O grupo jihadista fez a reivindicação em um comunicado em um de seus canais de comunicação no aplicativo de mensagens Telegram, um método já utilizado no passado. Autoridades turcas não fizeram comentários de imediato sobre a informação. 

“Em continuação às operações abençoadas que o Estado Islâmico está conduzindo contra o protetor da cruz, a Turquia, um heróico soldado do califado atacou um dos clubes noturnos mais famosos onde os cristãos celebram seu feriado apóstata”, disse o comunicado. 

A Turquia, membro da aliança militar Otan, faz parte de uma coalizão liderada pelos Estados Unidos contra o Estado Islâmico, e lançou uma incursão na Síria em agosto para expulsar os militantes radicais islâmicos de suas fronteiras.

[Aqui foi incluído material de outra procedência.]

//! Classification result and the validation rules applied to model output.
//!
//! The language model answers in free text that is supposed to be a JSON
//! object. Whatever it returns, [`ClassificationResult::validate`] turns
//! the parsed object into a result in which every field is a vocabulary
//! member or a documented default. Validation never fails and is
//! idempotent: validating the serialized form of a validated result yields
//! the same result.
//!
//! # Defaults
//!
//! | Field | Invalid or missing |
//! |-------|--------------------|
//! | `content_type` | `tech_demo` |
//! | `deployment_maturity` | `unknown` |
//! | `application_category` | hint, else `industrial_automation` |
//! | `scene_type` | `null` |
//! | `educational_value` | `2` (clamped to 1..=5) |
//! | `relevance_score` | `0.5` (clamped to 0..=1) |
//! | `task_types` | hint tasks, else derived from `specific_tasks` |
//! | `confidence` | `0.7` for each sub-dimension |
//!
//! After clamping, `relevance_score` is tied to `content_type`: a
//! `tech_demo` never scores above 0.6, and a `real_application` or
//! `case_study` never scores below 0.7.

use std::collections::BTreeMap;

use serde::{Deserialize, Serialize};
use serde_json::{Map, Value};

use crate::models::{truncate_chars, CandidateItem};
use crate::taxonomy::{
    derive_task_types, parse_terms, ApplicationCategory, ContentType, DeploymentMaturity,
    DeploymentScale, FloorType, FunctionalRequirement, HumanPresence, Lighting, ProblemSolved,
    SceneType, Setting, SpecificTask, TaskType, MAX_TASK_TYPES,
};

/// Cap on specific tasks kept per item.
pub const MAX_SPECIFIC_TASKS: usize = 3;
/// Cap on the stored summary, in characters.
pub const SUMMARY_MAX_CHARS: usize = 1000;

pub const DEFAULT_EDUCATIONAL_VALUE: u8 = 2;
pub const DEFAULT_RELEVANCE: f64 = 0.5;
pub const DEFAULT_CONFIDENCE: f64 = 0.7;

/// Relevance and confidence used when the model could not be reached.
pub const FALLBACK_RELEVANCE: f64 = 0.4;
pub const FALLBACK_CONFIDENCE: f64 = 0.3;

/// Upper bound on relevance for staged demos.
pub const TECH_DEMO_MAX_RELEVANCE: f64 = 0.6;
/// Lower bound on relevance for real deployments and case studies.
pub const DEPLOYMENT_MIN_RELEVANCE: f64 = 0.7;

/// Sub-dimensions that always carry a confidence value.
pub const CONFIDENCE_KEYS: [&str; 4] = ["category", "tasks", "requirements", "content_type"];

/// Physical environment shown in the content.
#[derive(Debug, Clone, Default, PartialEq, Serialize, Deserialize)]
pub struct Environment {
    pub setting: Option<Setting>,
    pub human_presence: Option<HumanPresence>,
    pub floor_type: Option<FloorType>,
    pub lighting: Option<Lighting>,
}

/// Business context of the shown deployment.
#[derive(Debug, Clone, Default, PartialEq, Serialize, Deserialize)]
pub struct ApplicationContext {
    pub problem_solved: Option<ProblemSolved>,
    pub deployment_scale: Option<DeploymentScale>,
    pub customer_identified: bool,
    pub has_metrics: bool,
}

/// A validated, taxonomy-constrained judgment for one item.
#[derive(Debug, Clone, PartialEq, Serialize, Deserialize)]
pub struct ClassificationResult {
    pub content_type: ContentType,
    pub deployment_maturity: DeploymentMaturity,
    pub application_category: ApplicationCategory,
    pub specific_tasks: Vec<SpecificTask>,
    pub task_types: Vec<TaskType>,
    pub scene_type: Option<SceneType>,
    pub application_context: ApplicationContext,
    pub educational_value: u8,
    pub functional_requirements: Vec<FunctionalRequirement>,
    pub environment: Environment,
    pub summary: Option<String>,
    pub relevance_score: f64,
    pub confidence: BTreeMap<String, f64>,
}

/// Adapter-supplied hints used to back-fill fields the model left empty.
#[derive(Debug, Clone, Copy, Default)]
pub struct ClassificationHints<'a> {
    pub category: Option<&'a str>,
    pub tasks: &'a [String],
}

impl<'a> ClassificationHints<'a> {
    pub fn from_item(item: &'a CandidateItem) -> Self {
        Self {
            category: item.default_category.as_deref(),
            tasks: &item.default_tasks,
        }
    }
}

impl ClassificationResult {
    /// The result of validating an empty model answer with no hints.
    pub fn empty() -> Self {
        Self::validate(&Map::new(), ClassificationHints::default())
    }

    /// Validate a parsed model answer.
    pub fn validate(raw: &Map<String, Value>, hints: ClassificationHints<'_>) -> Self {
        let category_term = term(raw.get("application_category")).or(hints.category);
        let application_category = category_term
            .and_then(ApplicationCategory::parse)
            .unwrap_or(ApplicationCategory::IndustrialAutomation);

        let content_type = term(raw.get("content_type"))
            .and_then(ContentType::parse)
            .unwrap_or(ContentType::TechDemo);
        let deployment_maturity = term(raw.get("deployment_maturity"))
            .and_then(DeploymentMaturity::parse)
            .unwrap_or(DeploymentMaturity::Unknown);
        let scene_type = term(raw.get("scene_type")).and_then(SceneType::parse);

        let mut specific_tasks = parse_terms(&str_list(raw.get("specific_tasks")), SpecificTask::parse);
        specific_tasks.truncate(MAX_SPECIFIC_TASKS);

        let task_terms = if is_absent(raw.get("task_types")) {
            hints.tasks.iter().map(String::as_str).collect()
        } else {
            str_list(raw.get("task_types"))
        };
        let mut task_types = parse_terms(&task_terms, TaskType::parse);
        task_types.truncate(MAX_TASK_TYPES);
        if task_types.is_empty() {
            task_types = derive_task_types(&specific_tasks);
        }

        let functional_requirements = parse_terms(
            &str_list(raw.get("functional_requirements")),
            FunctionalRequirement::parse,
        );

        let educational_value = coerce_int(raw.get("educational_value"))
            .map(|v| v.clamp(1, 5) as u8)
            .unwrap_or(DEFAULT_EDUCATIONAL_VALUE);

        let relevance = coerce_float(raw.get("relevance_score"))
            .map(|v| v.clamp(0.0, 1.0))
            .unwrap_or(DEFAULT_RELEVANCE);
        let relevance_score = adjust_relevance(content_type, relevance);

        let summary = term(raw.get("summary")).map(|s| truncate_chars(s, SUMMARY_MAX_CHARS));

        Self {
            content_type,
            deployment_maturity,
            application_category,
            specific_tasks,
            task_types,
            scene_type,
            application_context: parse_context(raw.get("application_context")),
            educational_value,
            functional_requirements,
            environment: parse_environment(raw.get("environment")),
            summary,
            relevance_score,
            confidence: parse_confidence(raw.get("confidence")),
        }
    }

    /// The result used when the model could not be consulted at all.
    ///
    /// Category and task types come from the item's hints; everything else
    /// is a conservative default that will normally fall below the
    /// relevance gate.
    pub fn fallback(item: &CandidateItem) -> Self {
        let hints = ClassificationHints::from_item(item);
        let application_category = hints
            .category
            .and_then(ApplicationCategory::parse)
            .unwrap_or(ApplicationCategory::IndustrialAutomation);
        let hint_terms: Vec<&str> = hints.tasks.iter().map(String::as_str).collect();
        let mut task_types = parse_terms(&hint_terms, TaskType::parse);
        task_types.truncate(MAX_TASK_TYPES);

        Self {
            content_type: ContentType::TechDemo,
            deployment_maturity: DeploymentMaturity::Unknown,
            application_category,
            specific_tasks: Vec::new(),
            task_types,
            scene_type: None,
            application_context: ApplicationContext::default(),
            educational_value: DEFAULT_EDUCATIONAL_VALUE,
            functional_requirements: Vec::new(),
            environment: Environment {
                setting: Some(Setting::Indoor),
                human_presence: Some(HumanPresence::LowTraffic),
                floor_type: None,
                lighting: None,
            },
            summary: Some(format!("Robotics content from {}", item.source_name)),
            relevance_score: adjust_relevance(ContentType::TechDemo, FALLBACK_RELEVANCE),
            confidence: CONFIDENCE_KEYS
                .iter()
                .map(|k| (k.to_string(), FALLBACK_CONFIDENCE))
                .collect(),
        }
    }

    /// Serialize to the JSON shape the model is asked to produce.
    pub fn to_json(&self) -> Value {
        serde_json::to_value(self).unwrap_or(Value::Null)
    }
}

/// Apply the content-type/relevance consistency rule to a clamped score.
pub fn adjust_relevance(content_type: ContentType, score: f64) -> f64 {
    match content_type {
        ContentType::TechDemo => score.min(TECH_DEMO_MAX_RELEVANCE),
        ContentType::RealApplication | ContentType::CaseStudy => {
            score.max(DEPLOYMENT_MIN_RELEVANCE)
        }
        _ => score,
    }
}

fn is_absent(value: Option<&Value>) -> bool {
    match value {
        None | Some(Value::Null) => true,
        Some(Value::Array(a)) => a.is_empty(),
        Some(Value::String(s)) => s.trim().is_empty(),
        Some(_) => false,
    }
}

/// A non-empty trimmed string, or `None`.
fn term(value: Option<&Value>) -> Option<&str> {
    value
        .and_then(Value::as_str)
        .map(str::trim)
        .filter(|s| !s.is_empty())
}

/// String members of an array. A bare string counts as a one-element list.
fn str_list(value: Option<&Value>) -> Vec<&str> {
    match value {
        Some(Value::Array(items)) => items
            .iter()
            .filter_map(Value::as_str)
            .map(str::trim)
            .collect(),
        Some(Value::String(s)) if !s.trim().is_empty() => vec![s.trim()],
        _ => Vec::new(),
    }
}

fn coerce_int(value: Option<&Value>) -> Option<i64> {
    match value? {
        Value::Number(n) => n
            .as_i64()
            .or_else(|| n.as_f64().filter(|f| f.is_finite()).map(|f| f.trunc() as i64)),
        Value::String(s) => s.trim().parse::<i64>().ok(),
        _ => None,
    }
}

fn coerce_float(value: Option<&Value>) -> Option<f64> {
    let f = match value? {
        Value::Number(n) => n.as_f64(),
        Value::String(s) => s.trim().parse::<f64>().ok(),
        _ => None,
    }?;
    (!f.is_nan()).then_some(f)
}

fn coerce_bool(value: Option<&Value>) -> bool {
    match value {
        Some(Value::Bool(b)) => *b,
        Some(Value::String(s)) => s.trim().eq_ignore_ascii_case("true"),
        _ => false,
    }
}

fn parse_confidence(value: Option<&Value>) -> BTreeMap<String, f64> {
    match value {
        Some(Value::Object(map)) => map
            .iter()
            .filter_map(|(k, v)| coerce_float(Some(v)).map(|f| (k.clone(), f.clamp(0.0, 1.0))))
            .collect(),
        _ => CONFIDENCE_KEYS
            .iter()
            .map(|k| (k.to_string(), DEFAULT_CONFIDENCE))
            .collect(),
    }
}

fn parse_context(value: Option<&Value>) -> ApplicationContext {
    let Some(Value::Object(map)) = value else {
        return ApplicationContext::default();
    };
    ApplicationContext {
        problem_solved: term(map.get("problem_solved")).and_then(ProblemSolved::parse),
        deployment_scale: term(map.get("deployment_scale")).and_then(DeploymentScale::parse),
        customer_identified: coerce_bool(map.get("customer_identified")),
        has_metrics: coerce_bool(map.get("has_metrics")),
    }
}

fn parse_environment(value: Option<&Value>) -> Environment {
    let Some(Value::Object(map)) = value else {
        return Environment::default();
    };
    Environment {
        setting: term(map.get("setting")).and_then(Setting::parse),
        human_presence: term(map.get("human_presence")).and_then(HumanPresence::parse),
        floor_type: term(map.get("floor_type")).and_then(FloorType::parse),
        lighting: term(map.get("lighting")).and_then(Lighting::parse),
    }
}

As autoridades acreditam que o agressor possa ser de uma nação centro-asiática, suspeito de ter laços com o Estado Islâmico, segundo o jornal turco Hurriyet. A polícia distribuiu uma foto em preto e branco de baixa resolução do suposto agressor, tirada de uma câmera de segurança.

O ataque a tiros na boate Reina, às margens do Bósforo, abalou a Turquia em um momento no qual o país tenta se recuperar de uma fracassada tentativa de golpe de Estado, em julho, e uma série de atentados a bomba em cidades como Istambul e a capital Ancara, alguns atribuídos ao Estado Islâmico e outros a militantes curdos. 

Algumas pessoas pularam para dentro do Bósforo para se salvar após o atirador ter começado a atirar aleatoriamente, cerca de uma hora depois do Ano Novo. Testemunhas descreveram terem buscado abrigo debaixo de mesas, à medida que o atirador disparava seu fuzil automático. 

Cidadãos de Arábia Saudita, Marrocos, Líbano, Líbia, Israel, Índia, um cidadão turco-belga e uma mulher franco-tunisiana estavam entre os mortos, segundo autoridades. O jornal saudita al-Riyadh informou que cinco dos mortos eram sauditas.

Os serviços de segurança estão em alerta por toda a Europa para as celebrações de Ano Novo após ataque contra um mercado de natal em Berlim ter deixado 12 pessoas mortas. Há apenas alguns dias, uma mensagem online de um grupo pró-Estado Islâmico pediu que ataques sejam realizados por “lobos solitários” em “celebrações, reuniões e boates.”